Apple users must sometimes feel like the middle child, left out of the great debate between Windows and Linux. It’s Windows this, Linux that, while Apple users can remember the glorious era of the Macintosh, the Apple II, and the iMac. There was a time when Apple was the hottest computer company around. In fact, they jumped to the mobile platform first, and have always been the market leader and innovator.
When it comes to the server market, it’s not so much that Apple got squeezed out of the market as that it never ventured there much to begin with. Apple has traditionally focused on the end-user. It designs first to be elegant and easy-to-use, where the server market is a world of grubby iron, happy with the valley between “cheap” and “gets the job done.” When it comes to capturing the position between the three systems and their history, nobody does it better than Neal Stephenson, so we’ll say no more.
Surprising Strengths of Apple
Not many people seem to know this, and indeed even Apple’s own marketing shies away from mentioning it, but Apple software has the same roots as Linux. Both originate from the Unix base operating system. Apple’s code is also partly BSD, another open-source Unix version like Linux, and partly descended from NeXTSTEP, the spin-off computer company started by Apple founder Steve Jobs. While other systems stay in their lane, so to speak, Apple likes to port in ideas and innovation from anywhere they can find it.
This puts Apple security on an equal footing with Linux. Along with that, both Apple and Linux use a similar operating system architecture, and both of them can run the Apache webserver. The Apple command line, once you use it, will feel right at home to a Linux user.
On the surface, there’s no obstacle to running any system you like on a server. They will all be compatible with your computer when you manage them, since the World Wide Web became the great system leveler. But going between operating systems is a pain sometimes, because of all the gratuitous incompatibilities. Anybody who has opened a Unix plain text file in Windows Notepad, or unzipped a file from an Apple user on a Linux command line, can tell you that.
Apple fans will like an Apple server more because they can use it seamlessly with their iPhone, Mini, iCloud, iTunes, Apple Mail, and other amenities.
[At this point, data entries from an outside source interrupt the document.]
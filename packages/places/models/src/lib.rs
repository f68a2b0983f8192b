#![cfg_attr(feature = "fail-on-warnings", deny(warnings))]
#![warn(clippy::all, clippy::pedantic, clippy::nursery, clippy::cargo)]
#![allow(clippy::multiple_crate_versions, clippy::cargo_common_metadata)]

//! Place record and coordinate types.
//!
//! These are a simplified, backend-agnostic projection of the records
//! returned by an external places directory. Every places backend maps its
//! own response shape into [`Place`] so that the outdoor detection engine
//! never depends on a particular provider.

use std::collections::BTreeSet;

use serde::{Deserialize, Serialize};

/// A WGS84 coordinate in decimal degrees.
#[derive(Debug, Clone, Copy, PartialEq, Serialize, Deserialize)]
pub struct GeoCoordinates {
    /// Latitude in degrees, positive north.
    pub lat: f64,
    /// Longitude in degrees, positive east.
    pub lng: f64,
}

impl GeoCoordinates {
    /// Creates a coordinate from latitude and longitude.
    #[must_use]
    pub const fn new(lat: f64, lng: f64) -> Self {
        Self { lat, lng }
    }

    /// Returns `true` if both components are finite and inside the valid
    /// WGS84 ranges.
    #[must_use]
    pub fn is_valid(&self) -> bool {
        self.lat.is_finite()
            && self.lng.is_finite()
            && (-90.0..=90.0).contains(&self.lat)
            && (-180.0..=180.0).contains(&self.lng)
    }
}

/// Northeast/southwest corners of a place's rough extent.
#[derive(Debug, Clone, Copy, PartialEq, Serialize, Deserialize)]
pub struct Viewport {
    /// Northeast corner (maximum latitude and longitude).
    pub northeast: GeoCoordinates,
    /// Southwest corner (minimum latitude and longitude).
    pub southwest: GeoCoordinates,
}

/// Geometry attached to a place record. Either part may be missing.
#[derive(Debug, Clone, Copy, Default, PartialEq, Serialize, Deserialize)]
pub struct PlaceGeometry {
    /// Representative point of the place.
    pub location: Option<GeoCoordinates>,
    /// Recommended viewport for displaying the place.
    pub viewport: Option<Viewport>,
}

/// A single place returned by the places directory.
#[derive(Debug, Clone, PartialEq, Serialize, Deserialize)]
#[serde(rename_all = "camelCase")]
pub struct Place {
    /// Provider-assigned unique identifier.
    pub id: String,
    /// Display name, if the provider returned one.
    pub name: Option<String>,
    /// Provider type tags (e.g. `"park"`, `"store"`).
    #[serde(default)]
    pub types: BTreeSet<String>,
    /// Location and viewport.
    pub geometry: Option<PlaceGeometry>,
    /// Short address or neighborhood description.
    pub vicinity: Option<String>,
}

impl Place {
    /// Creates a place with only an identifier set.
    #[must_use]
    pub fn new(id: impl Into<String>) -> Self {
        Self {
            id: id.into(),
            name: None,
            types: BTreeSet::new(),
            geometry: None,
            vicinity: None,
        }
    }

    /// Sets the display name.
    #[must_use]
    pub fn with_name(mut self, name: impl Into<String>) -> Self {
        self.name = Some(name.into());
        self
    }

    /// Adds type tags.
    #[must_use]
    pub fn with_types<I, S>(mut self, types: I) -> Self
    where
        I: IntoIterator<Item = S>,
        S: Into<String>,
    {
        self.types.extend(types.into_iter().map(Into::into));
        self
    }

    /// Sets the representative point.
    #[must_use]
    pub fn with_location(mut self, location: GeoCoordinates) -> Self {
        self.geometry.get_or_insert_with(PlaceGeometry::default).location = Some(location);
        self
    }

    /// Sets the viewport.
    #[must_use]
    pub fn with_viewport(mut self, northeast: GeoCoordinates, southwest: GeoCoordinates) -> Self {
        self.geometry.get_or_insert_with(PlaceGeometry::default).viewport =
            Some(Viewport { northeast, southwest });
        self
    }

    /// Returns the representative point, if any.
    #[must_use]
    pub fn location(&self) -> Option<GeoCoordinates> {
        self.geometry.and_then(|g| g.location)
    }

    /// Returns the viewport, if any.
    #[must_use]
    pub fn viewport(&self) -> Option<Viewport> {
        self.geometry.and_then(|g| g.viewport)
    }

    /// Returns `true` if this place carries the given type tag.
    #[must_use]
    pub fn has_type(&self, place_type: &str) -> bool {
        self.types.contains(place_type)
    }

    /// Returns `true` if this place carries any of the given type tags.
    #[must_use]
    pub fn has_any_type(&self, place_types: &[&str]) -> bool {
        place_types.iter().any(|t| self.types.contains(*t))
    }
}
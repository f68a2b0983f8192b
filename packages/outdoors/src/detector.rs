//! Detection entry points.
//!
//! Runs aggregation, classification, confidence scoring, and explanation
//! generation in sequence. Callers always get a result back: failures and
//! panics anywhere in the pipeline become a conservative negative verdict.

use std::panic::AssertUnwindSafe;

use futures::FutureExt as _;
use serde_json::{Value, json};
use touch_grass_outdoors_models::{
    DebugMap, DetectionOptions, GeoCoordinates, OutdoorDetectionResult, SpaceCategory,
};
use touch_grass_places::PlacesQuery;

use crate::aggregator::aggregate;
use crate::classifier::classify;
use crate::confidence::{self, calculate_confidence};
use crate::explanations::{self, generate_explanations};
use crate::{OutdoorsError, panic_message};

/// Confidence reported when detection fails.
pub const FAILURE_CONFIDENCE: u8 = 20;

/// First reason reported when detection fails.
pub const FAILURE_REASON: &str = "Detection failed";

fn manual_override_result() -> OutdoorDetectionResult {
    let confidence = confidence::manual_override();
    let mut debug_info = DebugMap::new();
    debug_info.insert("manualOverride".to_string(), Value::Bool(true));

    OutdoorDetectionResult {
        is_outdoors: confidence.is_outdoors,
        confidence: confidence.confidence,
        reasons: confidence.reasons,
        explanations: explanations::manual_override(),
        space_category: SpaceCategory::Unknown,
        debug_info,
    }
}

fn failure_result(message: String) -> OutdoorDetectionResult {
    let mut debug_info = DebugMap::new();
    debug_info.insert("error".to_string(), Value::Bool(true));
    debug_info.insert("errorMessage".to_string(), Value::String(message.clone()));

    OutdoorDetectionResult {
        is_outdoors: false,
        confidence: FAILURE_CONFIDENCE,
        reasons: vec![FAILURE_REASON.to_string(), message],
        explanations: explanations::failure(),
        space_category: SpaceCategory::Unknown,
        debug_info,
    }
}

fn merge_debug(target: &mut DebugMap, namespace: &str, source: &DebugMap) {
    for (key, value) in source {
        target.insert(format!("{namespace}.{key}"), value.clone());
    }
}

async fn run_pipeline(
    coordinates: GeoCoordinates,
    places: &dyn PlacesQuery,
    options: &DetectionOptions,
    logger: &dyn log::Log,
) -> Result<OutdoorDetectionResult, OutdoorsError> {
    let context = aggregate(coordinates, places, &options.search, logger).await?;
    let classification = classify(&context, logger);
    let confidence = calculate_confidence(&context, &classification, options, logger);
    let explanations =
        generate_explanations(&context, &classification, &confidence, &options.thresholds);

    let mut debug_info = DebugMap::new();
    merge_debug(&mut debug_info, "context", &context.debug);
    debug_info.insert("context.inBoundary".to_string(), json!(context.in_boundary));
    debug_info.insert("context.isBuilding".to_string(), json!(context.is_building));
    debug_info.insert(
        "context.isResidentialArea".to_string(),
        json!(context.is_residential_area),
    );
    debug_info.insert(
        "context.nearestBuildingDistanceMeters".to_string(),
        json!(context.nearest_building_distance_meters),
    );
    debug_info.insert(
        "context.distanceToEdge".to_string(),
        json!(context.distance_to_edge),
    );
    debug_info.insert("context.placeName".to_string(), json!(context.place_name));
    debug_info.insert("context.placeTypes".to_string(), json!(context.place_types));

    merge_debug(&mut debug_info, "classification", &classification.debug);
    debug_info.insert(
        "classification.baseConfidence".to_string(),
        json!(classification.base_confidence),
    );
    debug_info.insert(
        "classification.isLikelyOutdoors".to_string(),
        json!(classification.is_likely_outdoors),
    );

    debug_info.insert(
        "confidence.adjustments".to_string(),
        json!(confidence.adjustments),
    );

    Ok(OutdoorDetectionResult {
        is_outdoors: confidence.is_outdoors,
        confidence: confidence.confidence,
        reasons: confidence.reasons,
        explanations,
        space_category: classification.space_category,
        debug_info,
    })
}

/// Decides whether `coordinates` is outdoors in a natural place, logging
/// through the global logger.
pub async fn detect_outdoor_location(
    coordinates: GeoCoordinates,
    places: &dyn PlacesQuery,
    options: &DetectionOptions,
) -> OutdoorDetectionResult {
    detect_outdoor_location_with_logger(coordinates, places, options, log::logger()).await
}

/// Decides whether `coordinates` is outdoors in a natural place.
///
/// A manual override short-circuits before any places query. Any error or
/// panic in the pipeline produces the failure result
/// (`isOutdoors = false`, confidence [`FAILURE_CONFIDENCE`]).
pub async fn detect_outdoor_location_with_logger(
    coordinates: GeoCoordinates,
    places: &dyn PlacesQuery,
    options: &DetectionOptions,
    logger: &dyn log::Log,
) -> OutdoorDetectionResult {
    if options.is_manual_override {
        log::info!(logger: logger, "Manual override enabled, skipping detection");
        return manual_override_result();
    }

    let outcome = AssertUnwindSafe(run_pipeline(coordinates, places, options, logger))
        .catch_unwind()
        .await;

    let error = match outcome {
        Ok(Ok(result)) => {
            log::info!(
                logger: logger,
                "Detection at {},{}: outdoors={} confidence={} category={}",
                coordinates.lat,
                coordinates.lng,
                result.is_outdoors,
                result.confidence,
                result.space_category
            );
            return result;
        }
        Ok(Err(e)) => e,
        Err(payload) => OutdoorsError::Panicked {
            message: panic_message(&*payload),
        },
    };

    log::error!(
        logger: logger,
        "Detection at {},{} failed: {error}",
        coordinates.lat,
        coordinates.lng
    );
    failure_result(error.to_string())
}

#[cfg(test)]
mod tests {
    use async_trait::async_trait;
    use touch_grass_places::PlacesError;
    use touch_grass_places_models::Place;

    use super::*;
    use crate::testing::{CapturingLogger, Failure, StubPlaces, offset};

    const HERE: GeoCoordinates = GeoCoordinates::new(45.5152, -122.6784);

    struct PanickingPlaces;

    #[async_trait]
    impl PlacesQuery for PanickingPlaces {
        async fn search_nearby(
            &self,
            _coordinates: GeoCoordinates,
            _radius_meters: u32,
            _place_type: &str,
        ) -> Result<Vec<Place>, PlacesError> {
            panic!("backend exploded");
        }

        async fn search_by_keyword(
            &self,
            _coordinates: GeoCoordinates,
            _radius_meters: u32,
            _keyword: &str,
        ) -> Result<Vec<Place>, PlacesError> {
            Ok(Vec::new())
        }

        async fn get_details(&self, _place_id: &str) -> Result<Option<Place>, PlacesError> {
            Ok(None)
        }
    }

    fn park() -> Place {
        Place::new("park")
            .with_name("Lownsdale Square")
            .with_types(["park", "point_of_interest"])
            .with_location(HERE)
    }

    async fn detect(places: &dyn PlacesQuery) -> OutdoorDetectionResult {
        detect_outdoor_location(HERE, places, &DetectionOptions::default()).await
    }

    fn adjustment_names(result: &OutdoorDetectionResult) -> Vec<String> {
        result.debug_info["confidence.adjustments"]
            .as_array()
            .map(|adjustments| {
                adjustments
                    .iter()
                    .filter_map(|a| a["name"].as_str().map(ToString::to_string))
                    .collect()
            })
            .unwrap_or_default()
    }

    #[tokio::test]
    async fn inside_park_far_from_buildings() {
        let stub = StubPlaces::new(vec![park()]);
        let result = detect(&stub).await;

        assert!(result.is_outdoors);
        assert_eq!(result.confidence, 100);
        assert_eq!(result.space_category, SpaceCategory::NaturalArea);
        assert_eq!(
            result.explanations.positive[0],
            "You're in Lownsdale Square, a natural area."
        );
        assert_eq!(result.reasons[0], "Inside park boundaries");
        assert_eq!(result.debug_info["classification.primaryRule"], "park_boundary");
        assert_eq!(result.debug_info["context.primaryPlaceId"], "park");
        assert_eq!(result.debug_info["context.inBoundary"], true);
    }

    #[tokio::test]
    async fn ten_meters_from_a_mall() {
        let mall = Place::new("mall")
            .with_name("Pioneer Place")
            .with_types(["shopping_mall"])
            .with_location(offset(HERE, 10.0, 0.0));
        let stub = StubPlaces::new(vec![mall]);
        let result = detect(&stub).await;

        assert!(!result.is_outdoors);
        assert_eq!(result.confidence, 0);
        assert_eq!(result.space_category, SpaceCategory::Indoor);
        assert!(adjustment_names(&result).contains(&"inside_building".to_string()));
        assert_eq!(
            result.explanations.negative[0],
            "You appear to be inside or right next to a building."
        );
    }

    #[tokio::test]
    async fn manual_override_skips_the_backend() {
        let stub = StubPlaces::failing(Failure::Unavailable);
        let options = DetectionOptions {
            is_manual_override: true,
            ..DetectionOptions::default()
        };
        let result = detect_outdoor_location(HERE, &stub, &options).await;

        assert_eq!(stub.calls(), 0);
        assert!(result.is_outdoors);
        assert_eq!(result.confidence, 100);
        assert_eq!(result.space_category, SpaceCategory::Unknown);
        assert_eq!(result.reasons, vec!["Manual override enabled".to_string()]);
        assert_eq!(
            result.explanations.positive,
            vec!["Manual override enabled; outdoor status confirmed by you.".to_string()]
        );
        assert_eq!(result.debug_info["manualOverride"], true);
    }

    #[tokio::test]
    async fn backend_failure_falls_back() {
        let stub = StubPlaces::failing(Failure::Unavailable);
        let result = detect(&stub).await;

        assert!(!result.is_outdoors);
        assert_eq!(result.confidence, FAILURE_CONFIDENCE);
        assert_eq!(result.space_category, SpaceCategory::Unknown);
        assert_eq!(result.reasons[0], FAILURE_REASON);
        assert!(result.reasons[1].contains("connection refused"));
        assert_eq!(
            result.explanations.negative,
            vec!["We couldn't determine if you're outdoors.".to_string()]
        );
        assert_eq!(result.debug_info["error"], true);
        assert_eq!(result.debug_info["errorMessage"], json!(result.reasons[1]));
    }

    #[tokio::test]
    async fn panicking_backend_falls_back() {
        let logger = CapturingLogger::new();
        let result = detect_outdoor_location_with_logger(
            HERE,
            &PanickingPlaces,
            &DetectionOptions::default(),
            &logger,
        )
        .await;

        assert!(!result.is_outdoors);
        assert_eq!(result.confidence, FAILURE_CONFIDENCE);
        assert!(result.reasons[1].contains("backend exploded"));
        assert!(logger.contains(log::Level::Error, "backend exploded"));
    }

    #[tokio::test]
    async fn invalid_coordinates_fall_back() {
        let stub = StubPlaces::new(vec![]);
        let result = detect_outdoor_location(
            GeoCoordinates::new(f64::NAN, 0.0),
            &stub,
            &DetectionOptions::default(),
        )
        .await;

        assert!(!result.is_outdoors);
        assert_eq!(result.confidence, FAILURE_CONFIDENCE);
        assert_eq!(stub.calls(), 0);
    }

    #[tokio::test]
    async fn nothing_nearby_is_unknown_and_negative() {
        let stub = StubPlaces::new(vec![]);
        let result = detect(&stub).await;

        assert!(!result.is_outdoors);
        assert_eq!(result.space_category, SpaceCategory::Unknown);
        assert_eq!(result.debug_info["classification.primaryRule"], Value::Null);
        assert!(result.debug_info.get("error").is_none());
    }

    #[tokio::test]
    async fn park_boundary_exempts_nearby_cafe() {
        let park = park().with_viewport(offset(HERE, 300.0, 300.0), offset(HERE, -300.0, -300.0));
        let cafe = Place::new("cafe")
            .with_name("Corner Coffee")
            .with_types(["cafe", "store"])
            .with_location(offset(HERE, 5.0, 5.0));
        let stub = StubPlaces::new(vec![park, cafe]);
        let result = detect(&stub).await;

        assert_eq!(result.debug_info["context.isBuilding"], false);
        assert_eq!(result.space_category, SpaceCategory::NaturalArea);
        assert!(!adjustment_names(&result).contains(&"inside_building".to_string()));
    }

    #[tokio::test]
    async fn water_named_restaurant_is_not_waterfront() {
        let grill = Place::new("grill")
            .with_name("River Grill")
            .with_types(["restaurant", "food", "establishment"])
            .with_location(offset(HERE, 150.0, 0.0));
        let stub = StubPlaces::new(vec![grill]);
        let result = detect(&stub).await;

        assert!(!result.is_outdoors);
        assert_ne!(result.space_category, SpaceCategory::WaterFeature);
        assert!(
            !result.debug_info["classification.allMatchingRules"]
                .as_array()
                .is_some_and(|rules| rules.iter().any(|rule| rule == "waterfront"))
        );
    }

    #[tokio::test]
    async fn repeated_calls_are_identical() {
        let stub = StubPlaces::new(vec![
            park(),
            Place::new("bank")
                .with_types(["bank"])
                .with_location(offset(HERE, 0.0, 60.0)),
        ]);

        let first = detect(&stub).await;
        let second = detect(&stub).await;
        assert_eq!(first, second);
        assert_eq!(
            serde_json::to_string(&first).unwrap(),
            serde_json::to_string(&second).unwrap()
        );
    }

    #[tokio::test]
    async fn injected_logger_sees_the_pipeline() {
        let logger = CapturingLogger::new();
        let stub = StubPlaces::new(vec![park()]);
        detect_outdoor_location_with_logger(HERE, &stub, &DetectionOptions::default(), &logger)
            .await;

        assert!(logger.contains(log::Level::Debug, "Aggregated"));
        assert!(logger.contains(log::Level::Debug, "park_boundary"));
        assert!(logger.contains(log::Level::Info, "outdoors=true"));
    }
}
If they have an old site created in iWeb, it ports easier. If they use MacOS server at home, that’s just one more convenient hook into the system. It’s also refreshing to web-design for the Safari web browser and not worry about Internet Explorer quirks for a change.
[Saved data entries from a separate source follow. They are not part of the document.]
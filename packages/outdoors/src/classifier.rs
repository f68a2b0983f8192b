//! Rule-table space classification.
//!
//! Rules are declared in descending priority. Every rule is evaluated so
//! that all matches show up in the diagnostics, but the first match wins.

use std::panic::{self, AssertUnwindSafe};

use serde_json::json;
use touch_grass_outdoors_models::{ClassificationResult, DebugMap, PlaceContext, SpaceCategory};

use crate::panic_message;
use crate::signals::{
    BEACH_NAME_RE, FOREST_NAME_RE, INDOOR_VENUE_TYPES, NATIONAL_PARK_RE, PLAZA_NAME_RE,
    PROTECTED_NAME_RE, TRAIL_NAME_RE, URBAN_TYPES, WATER_NAME_RE, any_name_matches,
};

/// One entry of the classification table.
#[derive(Debug, Clone, Copy)]
pub struct ClassificationRule {
    /// Stable rule name, reported in diagnostics.
    pub name: &'static str,
    /// Whether the rule applies to a context.
    pub predicate: fn(&PlaceContext) -> bool,
    /// Category assigned when this rule wins.
    pub category: SpaceCategory,
    /// Starting confidence when this rule wins.
    pub base_confidence: u8,
    /// Reason reported when this rule wins.
    pub reason: &'static str,
}

/// The classification table, highest priority first.
pub static RULES: &[ClassificationRule] = &[
    // Protected areas
    ClassificationRule {
        name: "national_park",
        predicate: in_national_park,
        category: SpaceCategory::ProtectedArea,
        base_confidence: 90,
        reason: "Inside a national park or monument",
    },
    ClassificationRule {
        name: "nature_reserve",
        predicate: in_nature_reserve,
        category: SpaceCategory::ProtectedArea,
        base_confidence: 85,
        reason: "Inside a nature reserve or conservation area",
    },
    // Natural areas
    ClassificationRule {
        name: "forest",
        predicate: in_forest,
        category: SpaceCategory::NaturalArea,
        base_confidence: 85,
        reason: "Inside a forest or woodland",
    },
    ClassificationRule {
        name: "park_boundary",
        predicate: in_park,
        category: SpaceCategory::NaturalArea,
        base_confidence: 80,
        reason: "Inside park boundaries",
    },
    ClassificationRule {
        name: "natural_feature",
        predicate: in_natural_feature,
        category: SpaceCategory::NaturalArea,
        base_confidence: 75,
        reason: "Inside a natural feature",
    },
    ClassificationRule {
        name: "trail",
        predicate: on_trail,
        category: SpaceCategory::NaturalArea,
        base_confidence: 75,
        reason: "On a trail or greenway",
    },
    ClassificationRule {
        name: "campground",
        predicate: in_campground,
        category: SpaceCategory::NaturalArea,
        base_confidence: 75,
        reason: "Inside a campground",
    },
    ClassificationRule {
        name: "nearby_park",
        predicate: near_park,
        category: SpaceCategory::NaturalArea,
        base_confidence: 60,
        reason: "Near a park or natural area",
    },
    // Water
    ClassificationRule {
        name: "beach",
        predicate: on_beach,
        category: SpaceCategory::WaterFeature,
        base_confidence: 80,
        reason: "On a beach",
    },
    ClassificationRule {
        name: "waterfront",
        predicate: near_water,
        category: SpaceCategory::WaterFeature,
        base_confidence: 70,
        reason: "Near a river, lake, or waterfront",
    },
    // Managed outdoor
    ClassificationRule {
        name: "golf_course",
        predicate: in_golf_course,
        category: SpaceCategory::ManagedOutdoor,
        base_confidence: 75,
        reason: "On a golf course",
    },
    ClassificationRule {
        name: "sports_field",
        predicate: in_sports_field,
        category: SpaceCategory::ManagedOutdoor,
        base_confidence: 65,
        reason: "At a sports field or stadium",
    },
    ClassificationRule {
        name: "garden_or_zoo",
        predicate: in_garden_or_zoo,
        category: SpaceCategory::ManagedOutdoor,
        base_confidence: 65,
        reason: "At a garden, zoo, or cemetery grounds",
    },
    // Urban outdoor
    ClassificationRule {
        name: "playground",
        predicate: in_playground,
        category: SpaceCategory::UrbanOutdoor,
        base_confidence: 60,
        reason: "At a playground or dog park",
    },
    ClassificationRule {
        name: "plaza",
        predicate: in_plaza,
        category: SpaceCategory::UrbanOutdoor,
        base_confidence: 55,
        reason: "In a plaza or public square",
    },
    // Residential
    ClassificationRule {
        name: "residential_area",
        predicate: in_residential_area,
        category: SpaceCategory::Residential,
        base_confidence: 30,
        reason: "In a residential area",
    },
    // Urban
    ClassificationRule {
        name: "urban_street",
        predicate: on_urban_street,
        category: SpaceCategory::Urban,
        base_confidence: 25,
        reason: "On a street or near transit",
    },
    // Indoor
    ClassificationRule {
        name: "inside_building",
        predicate: in_building,
        category: SpaceCategory::Indoor,
        base_confidence: 10,
        reason: "Inside or at a building",
    },
    ClassificationRule {
        name: "indoor_venue",
        predicate: in_indoor_venue,
        category: SpaceCategory::Indoor,
        base_confidence: 15,
        reason: "Inside an enclosed venue",
    },
];

/// Reason reported when no rule matches.
pub const NO_MATCH_REASON: &str = "No classification rule matched";

fn in_national_park(ctx: &PlaceContext) -> bool {
    ctx.containing_has_any_type(&["national_park"])
        || any_name_matches(ctx.containing_names(), &NATIONAL_PARK_RE)
}

fn in_nature_reserve(ctx: &PlaceContext) -> bool {
    any_name_matches(ctx.containing_names(), &PROTECTED_NAME_RE)
}

fn in_forest(ctx: &PlaceContext) -> bool {
    ctx.containing_has_any_type(&["forest"])
        || any_name_matches(ctx.containing_names(), &FOREST_NAME_RE)
}

fn in_park(ctx: &PlaceContext) -> bool {
    ctx.containing_has_any_type(&["park"])
}

fn in_natural_feature(ctx: &PlaceContext) -> bool {
    ctx.containing_has_any_type(&["natural_feature"])
}

fn on_trail(ctx: &PlaceContext) -> bool {
    ctx.containing_has_any_type(&["trail", "hiking_area"])
        || any_name_matches(ctx.containing_names(), &TRAIL_NAME_RE)
}

fn in_campground(ctx: &PlaceContext) -> bool {
    ctx.in_boundary && ctx.containing_has_any_type(&["campground", "rv_park"])
}

fn near_park(ctx: &PlaceContext) -> bool {
    ctx.has_any_type(&["park", "natural_feature", "forest", "hiking_area"])
}

fn on_beach(ctx: &PlaceContext) -> bool {
    ctx.containing_has_any_type(&["beach"])
        || any_name_matches(ctx.containing_names(), &BEACH_NAME_RE)
}

fn near_water(ctx: &PlaceContext) -> bool {
    any_name_matches(ctx.place_names.iter().map(String::as_str), &WATER_NAME_RE)
}

fn in_golf_course(ctx: &PlaceContext) -> bool {
    ctx.containing_has_any_type(&["golf_course"])
}

fn in_sports_field(ctx: &PlaceContext) -> bool {
    ctx.containing_has_any_type(&["stadium", "athletic_field", "sports_complex"])
}

fn in_garden_or_zoo(ctx: &PlaceContext) -> bool {
    ctx.containing_has_any_type(&["zoo", "botanical_garden", "cemetery"])
}

fn in_playground(ctx: &PlaceContext) -> bool {
    ctx.containing_has_any_type(&["playground", "dog_park"])
}

fn in_plaza(ctx: &PlaceContext) -> bool {
    ctx.containing_has_any_type(&["town_square", "plaza"])
        || any_name_matches(ctx.containing_names(), &PLAZA_NAME_RE)
}

const fn in_residential_area(ctx: &PlaceContext) -> bool {
    ctx.is_residential_area
}

fn on_urban_street(ctx: &PlaceContext) -> bool {
    ctx.has_any_type(URBAN_TYPES)
}

const fn in_building(ctx: &PlaceContext) -> bool {
    ctx.is_building
}

fn in_indoor_venue(ctx: &PlaceContext) -> bool {
    ctx.containing_has_any_type(INDOOR_VENUE_TYPES)
}

/// Evaluates one rule. `None` means the predicate panicked.
fn rule_matches(
    rule: &ClassificationRule,
    ctx: &PlaceContext,
    logger: &dyn log::Log,
) -> Option<bool> {
    match panic::catch_unwind(AssertUnwindSafe(|| (rule.predicate)(ctx))) {
        Ok(matched) => Some(matched),
        Err(payload) => {
            log::error!(
                logger: logger,
                "Classification rule {} panicked, treating as no match: {}",
                rule.name,
                panic_message(&*payload)
            );
            None
        }
    }
}

/// Classifies `ctx` with the built-in [`RULES`].
#[must_use]
pub fn classify(ctx: &PlaceContext, logger: &dyn log::Log) -> ClassificationResult {
    classify_with_rules(ctx, RULES, logger)
}

/// Classifies `ctx` with an explicit rule table.
#[must_use]
pub fn classify_with_rules(
    ctx: &PlaceContext,
    rules: &[ClassificationRule],
    logger: &dyn log::Log,
) -> ClassificationResult {
    let mut matching = Vec::new();
    let mut panicked = Vec::new();

    for rule in rules {
        match rule_matches(rule, ctx, logger) {
            Some(true) => matching.push(rule),
            Some(false) => {}
            None => panicked.push(rule.name),
        }
    }

    let mut debug = DebugMap::new();
    debug.insert(
        "allMatchingRules".to_string(),
        json!(matching.iter().map(|rule| rule.name).collect::<Vec<_>>()),
    );
    debug.insert(
        "primaryRule".to_string(),
        json!(matching.first().map(|rule| rule.name)),
    );
    if !panicked.is_empty() {
        debug.insert("panickedRules".to_string(), json!(panicked));
    }

    let Some(primary) = matching.first() else {
        log::debug!(logger: logger, "No classification rule matched");
        return ClassificationResult {
            space_category: SpaceCategory::Unknown,
            is_likely_outdoors: false,
            base_confidence: 0,
            reasons: vec![NO_MATCH_REASON.to_string()],
            debug,
        };
    };

    log::debug!(
        logger: logger,
        "Classified as {} by rule {} ({} rules matched)",
        primary.category,
        primary.name,
        matching.len()
    );

    ClassificationResult {
        space_category: primary.category,
        is_likely_outdoors: primary.category.is_outdoor() && !ctx.is_building,
        base_confidence: primary.base_confidence,
        reasons: vec![primary.reason.to_string()],
        debug,
    }
}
Another plus is that if you run Macs and get a Mac-friendly hosting provider, their technical support people will know better than to tell you to open Internet Explorer.
For a server hosting plan, you will, of course, want one with the right-size bandwidth and disk space to suit your purposes. If you’re expecting heavy traffic or serving up large media files, you’ll want to accommodate that. The grades of typical hosting plans run from shared servers to virtual private servers to dedicated servers, from the smallest to largest resource demand.
You will want to know what level of customer support they have since there’s a road difference between power user veterans and people who need a bit of hand-holding.
Once in a while, people begin asking about their website’s environmental impact. With growing concerns over global climate change – some would say even “alarm” – there are options for web hosting providers with energy efficiency, carbon reduction, and eco-friendliness in mind. One such host is GreenGeeks, which also has Apple hosting plans.
Understanding the Apple Webmaster
Apple has traditionally appealed to a market share of users who like a well-designed product and don’t mind paying an extra dollar for it. Even the most radical open-source zealot will admit that at least with Apple, you obviously get something for your money.
Apple on the server is rare only because Apple sysadmins are rare. Chalk it up to personality quirks of server farm engineers, or, as we mentioned earlier, the fact that Apple doesn’t focus on this market. But for those who demand a web host that caters to their technology preference, there’s plenty of Apple users on the other end of the ethernet cable too.